▸ Exercise details: Search the data for the string "const" and copy each line in which it appears.

▸ Task input:
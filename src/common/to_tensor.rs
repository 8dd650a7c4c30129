//! Turns observations and actions into burn tensors for model code.

use burn::prelude::*;
use burn::tensor::TensorData;

use crate::env::arcade::Framebuffer;

pub trait ToTensorF<const D: usize>: Clone {
    fn to_tensor<B: Backend>(self, device: &B::Device) -> Tensor<B, D>;
}

impl ToTensorF<1> for f32 {
    fn to_tensor<B: Backend>(self, device: &<B as Backend>::Device) -> Tensor<B, 1> {
        Tensor::from_floats([self], device)
    }
}

impl ToTensorF<1> for Vec<f32> {
    fn to_tensor<B: Backend>(self, device: &<B as Backend>::Device) -> Tensor<B, 1> {
        let n = self.len();

        Tensor::from_data(
            TensorData::new(self, [n]).convert::<B::FloatElem>(),
            device,
        )
    }
}

impl ToTensorF<2> for Vec<Vec<f32>> {
    fn to_tensor<B: Backend>(self, device: &<B as Backend>::Device) -> Tensor<B, 2> {
        let n0 = self.len();
        let n1 = self.first().map_or(0, Vec::len);
        let data: Vec<f32> = self.concat();

        Tensor::from_data(
            TensorData::new(data, [n0, n1]).convert::<B::FloatElem>(),
            device,
        )
    }
}

/// A frame as a `[height, width, channel]` tensor of raw 0..=255 intensities.
impl ToTensorF<3> for Framebuffer {
    fn to_tensor<B: Backend>(self, device: &<B as Backend>::Device) -> Tensor<B, 3> {
        let data: Vec<f32> = self.into_bytes().into_iter().map(f32::from).collect();
        let shape = [Framebuffer::HEIGHT, Framebuffer::WIDTH, Framebuffer::CHANNELS];

        Tensor::from_data(
            TensorData::new(data, shape).convert::<B::FloatElem>(),
            device,
        )
    }
}

pub trait ToTensorI<const D: usize>: Clone {
    fn to_tensor<B: Backend>(self, device: &B::Device) -> Tensor<B, D, Int>;
}

impl ToTensorI<1> for usize {
    fn to_tensor<B: Backend>(self, device: &<B as Backend>::Device) -> Tensor<B, 1, Int> {
        Tensor::from_ints([self as i32], device)
    }
}

impl ToTensorI<1> for Vec<usize> {
    fn to_tensor<B: Backend>(self, device: &<B as Backend>::Device) -> Tensor<B, 1, Int> {
        let n = self.len();
        let data: Vec<i64> = self.into_iter().map(|x| x as i64).collect();

        Tensor::from_data(TensorData::new(data, [n]).convert::<B::IntElem>(), device)
    }
}

pub trait ToTensorB<const D: usize>: Clone {
    fn to_tensor<B: Backend>(self, device: &B::Device) -> Tensor<B, D, Bool>;
}

impl ToTensorB<1> for bool {
    fn to_tensor<B: Backend>(self, device: &<B as Backend>::Device) -> Tensor<B, 1, Bool> {
        Tensor::from_data(TensorData::new(vec![self], [1]), device)
    }
}

impl ToTensorB<1> for Vec<bool> {
    fn to_tensor<B: Backend>(self, device: &<B as Backend>::Device) -> Tensor<B, 1, Bool> {
        let n = self.len();

        Tensor::from_data(TensorData::new(self, [n]), device)
    }
}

▸ Solved exercise:
pub trait ToTensorF<const D: usize>: Clone {
pub trait ToTensorI<const D: usize>: Clone {
pub trait ToTensorB<const D: usize>: Clone {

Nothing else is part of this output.